Arama yapmak için lütfen yukarıdaki kutulardan birine aramak istediğiniz terimi girin.

Takip Hukukuna Özgü Bazı Davaların Dava Şartı Arabuluculuğa Tâbi Olup Olmadığı Sorunu

The Question of Whether Certain Actions Peculiar to Debt Enforcement Proceedings are Subject to Mandatory Mediation or not

Barış TORAMAN

Türk hukukunda arabuluculuk ihtiyari bir yöntem iken, 2018 ve 2019 yıllarının başlarında iş uyuşmazlıklarının ve ticari uyuşmazlıkların önemli bir kısmı bakımından zorunlu hale gelmiştir. Bu çalışmada takip hukuku bakımından merkezi bir yerde olan itirazın iptali ve menfi tespit davalarının zorunlu arabuluculuk kapsamında olup olmadığı tartışılmıştır.

Arabuluculuk, Dava Şartı Arabuluculuk, Takip Hukuku, İtirazın İptali Davası, Menfi Tespit Davası.

While accepted as a voluntary dispute resolution procedure for civil cases in turkish law, mediation has become mandatory for most of the cases of labour and commercial disputes according to the new dispositions since the begining of the years 2018 and 2019. In this study this matter is discussed whether the cardinal cases about debt enforcement such as “annulment of opposition” or “negative declaratory” are subject to mandatory mediation or not.

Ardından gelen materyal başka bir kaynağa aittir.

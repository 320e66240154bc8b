//! Run configuration.
//!
//! [`SweepConfig`] holds every knob of a run with defaults matching the reference
//! constants; [`SweepConfigBuilder`] offers presets and validation, and
//! [`SweepConfig::from_env`] layers `GRIDSWEEP_*` variables on top of the defaults.

use std::{
    fmt,
    path::{Path, PathBuf},
    str::FromStr,
    time::Duration,
};

use gridsweep_places::{Bounds, MAX_SEARCH_RADIUS_M};
use tracing::warn;

use crate::{
    client::{AdapterSettings, MIN_PAGINATION_WAIT},
    error::{GridSweepError, Result},
};

pub const OUTPUT_DIR_DEFAULT: &str = "./gridsweep_data";
pub const DEFAULT_LOCATION: &str = "Berlin, Germany";
pub const DEFAULT_CATEGORY: &str = "physiotherapist";

/// Predefined small areas for trial runs without geocoding.
#[derive(Debug, Clone, Copy, PartialEq, Eq, Hash)]
pub enum TestArea {
    Alexanderplatz,
    Tiergarten,
    Kreuzberg,
    Friedrichstrasse,
}

impl TestArea {
    pub const ALL: [Self; 4] = [
        Self::Alexanderplatz,
        Self::Tiergarten,
        Self::Kreuzberg,
        Self::Friedrichstrasse,
    ];

    pub fn name(self) -> &'static str {
        match self {
            Self::Alexanderplatz => "alexanderplatz",
            Self::Tiergarten => "tiergarten",
            Self::Kreuzberg => "kreuzberg",
            Self::Friedrichstrasse => "friedrichstrasse",
        }
    }

    pub fn bounds(self) -> Bounds {
        match self {
            Self::Alexanderplatz => Bounds::new(52.5150, 13.4050, 52.5250, 13.4150),
            Self::Tiergarten => Bounds::new(52.5100, 13.3500, 52.5200, 13.3600),
            Self::Kreuzberg => Bounds::new(52.4900, 13.3900, 52.5000, 13.4000),
            Self::Friedrichstrasse => Bounds::new(52.5000, 13.3850, 52.5300, 13.3950),
        }
    }
}

impl fmt::Display for TestArea {
    fn fmt(&self, f: &mut fmt::Formatter<'_>) -> fmt::Result {
        f.write_str(self.name())
    }
}

impl FromStr for TestArea {
    type Err = GridSweepError;

    fn from_str(s: &str) -> Result<Self> {
        let wanted = s.trim().to_lowercase();
        Self::ALL
            .into_iter()
            .find(|area| area.name() == wanted)
            .ok_or_else(|| {
                GridSweepError::ConfigError(format!(
                    "Unknown test area '{s}', expected one of: {}",
                    Self::ALL.map(Self::name).join(", ")
                ))
            })
    }
}

/// The area a run covers.
#[derive(Debug, Clone, PartialEq)]
pub enum Region {
    /// Free-text location, geocoded once at startup.
    Place(String),
    TestArea(TestArea),
    Bounds(Bounds),
}

impl Region {
    /// Fixed bounds, if the region does not need geocoding.
    pub fn fixed_bounds(&self) -> Option<Bounds> {
        match self {
            Self::Place(_) => None,
            Self::TestArea(area) => Some(area.bounds()),
            Self::Bounds(bounds) => Some(*bounds),
        }
    }

    /// File-name friendly label, used to keep the state of different runs apart.
    pub fn label(&self) -> String {
        match self {
            Self::Place(location) => slug(location),
            Self::TestArea(area) => format!("test_{}", area.name()),
            Self::Bounds(b) => slug(&format!(
                "bounds_{:.4}_{:.4}_{:.4}_{:.4}",
                b.min_lat, b.min_lng, b.max_lat, b.max_lng
            )),
        }
    }
}

impl Default for Region {
    fn default() -> Self {
        Self::Place(DEFAULT_LOCATION.to_string())
    }
}

impl fmt::Display for Region {
    fn fmt(&self, f: &mut fmt::Formatter<'_>) -> fmt::Result {
        match self {
            Self::Place(location) => f.write_str(location),
            Self::TestArea(area) => write!(f, "test area {area}"),
            Self::Bounds(bounds) => write!(f, "bounds {bounds}"),
        }
    }
}

/// All parameters of a sweep.
#[derive(Debug, Clone, PartialEq)]
pub struct SweepConfig {
    pub region: Region,
    pub category: String,
    /// Radius of every coarse query, in meters.
    pub initial_radius_m: f64,
    /// Distance between neighbouring coarse points, in meters.
    pub grid_step_m: f64,
    /// Result count at which a coarse query is presumed truncated.
    pub subdivision_threshold: usize,
    pub fine_radius_divisor: f64,
    pub overlap_factor: f64,
    /// Fine points closer than `fine_radius * proximity_factor` to an already
    /// searched fine area are suppressed.
    pub proximity_factor: f64,
    pub near_limit_warning: usize,
    /// Zero means unlimited.
    pub call_budget: u64,
    pub dry_run: bool,
    pub pagination_wait: Duration,
    pub coarse_delay: Duration,
    pub fine_delay: Duration,
    pub backoff_base: Duration,
    pub backoff_max: Duration,
    pub max_rate_limit_retries: u32,
    pub max_transport_retries: u32,
    pub max_coarse_points: Option<usize>,
    pub output_dir: PathBuf,
    pub show_progress: bool,
}
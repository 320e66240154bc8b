use std::{fmt, time::Duration};

/// How a run ended.
#[derive(Debug, Clone, Copy, PartialEq, Eq, Default)]
pub enum RunOutcome {
    #[default]
    Completed,
    /// The call budget ran out; everything written so far is kept.
    BudgetExhausted,
}

impl fmt::Display for RunOutcome {
    fn fmt(&self, f: &mut fmt::Formatter<'_>) -> fmt::Result {
        f.write_str(match self {
            Self::Completed => "completed",
            Self::BudgetExhausted => "stopped: call budget exhausted",
        })
    }
}

/// End-of-run report. Always produced, including when the budget stops a run.
#[derive(Debug, Clone, Default, PartialEq)]
pub struct SweepSummary {
    pub outcome: RunOutcome,
    pub coarse_points: usize,
    pub coarse_searched: usize,
    pub coarse_skipped: usize,
    pub refinements_triggered: usize,
    pub refinements_resumed: usize,
    pub fine_searched: usize,
    pub fine_skipped: usize,
    pub fine_suppressed: usize,
    pub points_failed: usize,
    pub near_limit_hits: usize,
    pub calls_made: u64,
    pub rate_limited_responses: u64,
    pub unique_entities: usize,
    pub new_entities: usize,
    pub elapsed: Duration,
}

impl SweepSummary {
    /// Coarse and fine points whose searches ran to completion this run.
    pub fn points_processed(&self) -> usize {
        self.coarse_searched + self.fine_searched
    }

    pub fn searches_issued(&self) -> bool {
        self.calls_made > 0
    }

    /// New entities per provider call; zero when nothing was called.
    pub fn places_per_call(&self) -> f64 {
        if self.calls_made == 0 {
            0.0
        } else {
            self.new_entities as f64 / self.calls_made as f64
        }
    }
}

impl fmt::Display for SweepSummary {
    fn fmt(&self, f: &mut fmt::Formatter<'_>) -> fmt::Result {
        writeln!(f, "Sweep {} in {:.1?}", self.outcome, self.elapsed)?;
        writeln!(
            f,
            "  points processed:      {} ({} coarse, {} fine)",
            self.points_processed(),
            self.coarse_searched,
            self.fine_searched
        )?;
        writeln!(
            f,
            "  coarse grid:           {} points, {} already complete",
            self.coarse_points, self.coarse_skipped
        )?;
        writeln!(
            f,
            "  refinements:           {} triggered, {} resumed",
            self.refinements_triggered, self.refinements_resumed
        )?;
        writeln!(
            f,
            "  fine points skipped:   {} complete, {} near a searched area",
            self.fine_skipped, self.fine_suppressed
        )?;
        writeln!(f, "  points failed:         {}", self.points_failed)?;
        writeln!(f, "  near-limit searches:   {}", self.near_limit_hits)?;
        writeln!(
            f,
            "  calls made:            {} ({} rate limited)",
            self.calls_made, self.rate_limited_responses
        )?;
        write!(
            f,
            "  unique entities:       {} ({} new this run)",
            self.unique_entities, self.new_entities
        )
    }
}

#[cfg(test)]
mod tests {
    use super::*;

    #[test]
    fn test_places_per_call() {
        let mut summary = SweepSummary::default();
        assert_eq!(summary.places_per_call(), 0.0);
        summary.calls_made = 8;
        summary.new_entities = 20;
        assert_eq!(summary.places_per_call(), 2.5);
    }

    #[test]
    fn test_display_mentions_outcome_and_totals() {
        let summary = SweepSummary {
            outcome: RunOutcome::BudgetExhausted,
            coarse_searched: 3,
            fine_searched: 9,
            calls_made: 20,
            unique_entities: 140,
            ..Default::default()
        };
        let text = summary.to_string();
        assert!(text.starts_with("Sweep stopped: call budget exhausted"));
        assert!(text.contains("points processed:      12 (3 coarse, 9 fine)"));
        assert!(text.contains("unique entities:       140 (0 new this run)"));
    }
}
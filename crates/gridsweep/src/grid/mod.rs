//! Search point lattices.
//!
//! Two generators live here: the region-wide coarse grid that seeds a sweep, and the
//! disk-shaped fine grid laid over a coarse point whose query came back saturated.
//! Every point is rounded to [`COORD_DECIMALS`](crate::geometry::COORD_DECIMALS)
//! places on construction, and that rounded pair plus the [`PointKind`] is the
//! point's identity in the progress ledger.

use std::{fmt, str::FromStr};

use gridsweep_places::{Bounds, LatLng};
use serde::{Deserialize, Serialize};
use tracing::{debug, warn};

use crate::geometry::{
    haversine_distance_m, meters_to_lat_degrees, meters_to_lng_degrees, round_coord,
    round_lat_lng,
};

/// Which lattice a point belongs to. Persisted as `standard` / `mini`.
#[derive(Debug, Clone, Copy, PartialEq, Eq, Hash, PartialOrd, Ord, Serialize, Deserialize)]
pub enum PointKind {
    /// Region-wide grid point.
    #[serde(rename = "standard")]
    Coarse,
    /// Refinement grid point around a saturated coarse point.
    #[serde(rename = "mini")]
    Fine,
}

impl PointKind {
    pub fn as_str(self) -> &'static str {
        match self {
            Self::Coarse => "standard",
            Self::Fine => "mini",
        }
    }
}

impl fmt::Display for PointKind {
    fn fmt(&self, f: &mut fmt::Formatter<'_>) -> fmt::Result {
        f.write_str(self.as_str())
    }
}

impl FromStr for PointKind {
    type Err = String;

    fn from_str(s: &str) -> Result<Self, Self::Err> {
        match s {
            "standard" => Ok(Self::Coarse),
            "mini" => Ok(Self::Fine),
            other => Err(format!("unknown point kind '{other}'")),
        }
    }
}

/// Ledger identity of a point: coordinates in integer micro-degrees plus kind.
///
/// Integers make the key hashable and immune to float formatting differences
/// between the run that wrote a ledger line and the run that reads it back.
#[derive(Debug, Clone, Copy, PartialEq, Eq, Hash, PartialOrd, Ord)]
pub struct PointKey {
    lat_e6: i64,
    lng_e6: i64,
    kind: PointKind,
}

impl PointKey {
    pub fn new(lat: f64, lng: f64, kind: PointKind) -> Self {
        Self {
            lat_e6: (round_coord(lat) * 1e6).round() as i64,
            lng_e6: (round_coord(lng) * 1e6).round() as i64,
            kind,
        }
    }

    pub fn kind(&self) -> PointKind {
        self.kind
    }

    pub fn location(&self) -> LatLng {
        LatLng::new(self.lat_e6 as f64 / 1e6, self.lng_e6 as f64 / 1e6)
    }
}

impl fmt::Display for PointKey {
    fn fmt(&self, f: &mut fmt::Formatter<'_>) -> fmt::Result {
        let location = self.location();
        write!(f, "{},{},{}", location.lat, location.lng, self.kind)
    }
}

/// A single place to issue a nearby search from.
#[derive(Debug, Clone, Copy, PartialEq, Serialize, Deserialize)]
pub struct SearchPoint {
    location: LatLng,
    kind: PointKind,
}

impl SearchPoint {
    pub fn new(lat: f64, lng: f64, kind: PointKind) -> Self {
        Self {
            location: round_lat_lng(LatLng::new(lat, lng)),
            kind,
        }
    }

    pub fn coarse(lat: f64, lng: f64) -> Self {
        Self::new(lat, lng, PointKind::Coarse)
    }

    pub fn fine(lat: f64, lng: f64) -> Self {
        Self::new(lat, lng, PointKind::Fine)
    }

    pub fn location(&self) -> LatLng {
        self.location
    }

    pub fn lat(&self) -> f64 {
        self.location.lat
    }

    pub fn lng(&self) -> f64 {
        self.location.lng
    }

    pub fn kind(&self) -> PointKind {
        self.kind
    }

    pub fn key(&self) -> PointKey {
        PointKey::new(self.location.lat, self.location.lng, self.kind)
    }
}

impl fmt::Display for SearchPoint {
    fn fmt(&self, f: &mut fmt::Formatter<'_>) -> fmt::Result {
        write!(f, "{} {}", self.kind, self.location)
    }
}

/// Cover `bounds` with coarse points `step_m` apart.
///
/// Rows run south to north; each row runs west to east with a longitude step
/// recomputed for that row's latitude. The final row and column are allowed to
/// overshoot the bound so the far edges are never left uncovered.
pub fn generate_coverage_grid(bounds: &Bounds, step_m: f64) -> Vec<SearchPoint> {
    if !bounds.is_valid() {
        warn!(%bounds, "Refusing to build a grid over invalid bounds");
        return Vec::new();
    }
    if !(step_m.is_finite() && step_m > 0.0) {
        warn!(step_m, "Grid step must be a positive number of meters");
        return Vec::new();
    }

    let lat_step = meters_to_lat_degrees(step_m);
    let mut points = Vec::new();

    for row in 0usize.. {
        let lat = bounds.min_lat + row as f64 * lat_step;
        let lng_step = meters_to_lng_degrees(step_m, lat);

        for col in 0usize.. {
            let lng = bounds.min_lng + col as f64 * lng_step;
            points.push(SearchPoint::coarse(lat, lng));
            if lng >= bounds.max_lng {
                break;
            }
        }

        if lat >= bounds.max_lat {
            break;
        }
    }

    debug!(
        points = points.len(),
        step_m, "Generated coverage grid"
    );
    points
}

/// Lattice of fine points `step_m` apart covering the disk of `radius_m` around
/// `center`.
///
/// The square lattice has a half-extent of `ceil(radius / step)` steps so the disk
/// is always reached, and the center itself is always part of the result.
pub fn generate_fine_grid(center: LatLng, radius_m: f64, step_m: f64) -> Vec<SearchPoint> {
    let center = round_lat_lng(center);
    if !(radius_m.is_finite() && radius_m >= 0.0) {
        warn!(radius_m, "Fine grid radius must be a non-negative number of meters");
        return Vec::new();
    }
    if !(step_m.is_finite() && step_m > 0.0) {
        warn!(step_m, "Fine grid step must be positive, covering the center only");
        return vec![SearchPoint::fine(center.lat, center.lng)];
    }

    let half_extent = (radius_m / step_m).ceil() as i64;
    let lat_step = meters_to_lat_degrees(step_m);
    let lng_step = meters_to_lng_degrees(step_m, center.lat);

    let mut points = Vec::new();
    for i in -half_extent..=half_extent {
        for j in -half_extent..=half_extent {
            let point = SearchPoint::fine(
                center.lat + i as f64 * lat_step,
                center.lng + j as f64 * lng_step,
            );
            if haversine_distance_m(center, point.location()) <= radius_m {
                points.push(point);
            }
        }
    }
    points
}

Mediation, Mandatory Mediation, Debt Enforcement, Action of Annulment of Oppsition, Negative Declaratory Action.

GİRİŞ

6235 sayılı Hukuk Uyuşmazlıklarında Arabuluculuk Kanununun yürürlüğe girdiği 2012 yılı itibariyle, arabuluculuk ona başvuru da dâhil olmak üzere tamamen ihtiyarî bir yöntem olarak kabul edilmekteydi.

Süreç içerisinde, gerek arabuluculuk yoluna beklenen ilginin gösterilmemiş olması ve onun etkinleştirilmesi, gerek mahkemelerin iş yükünün azaltılması ve diğer bazı sebeplerle, belli bazı uyuşmazlık türleri bakımından arabuluculuk yoluna başvuru bir dava şartı (HMK m. 114 anlamında), diğer bir söyleyişle zorunlu1 hâle gelmiş bulunmaktadır. Nitekim önümüzdeki süreçte de zorunlu arabuluculuğun kapsamı genişleyecektir2.

Bu çerçevede kanun koyucunun ilk tercihi, işçilik alacakları özelinde, bir meslek hastalığından veya iş kazasından doğanlar dışında, işçi ile işveren arasında çıkan tüm uyuşmazlıkların dava şartı arabuluculuk kapsamına alınması yönünde olmuştur3. Bunu hemen akabinde (bir yıl sonra), belli bir miktar para alacağının tahsiline ilişkin olan ticarî uyuşmazlıkların da dava şartı arabuluculuk kapsamına alınması izlemiştir4.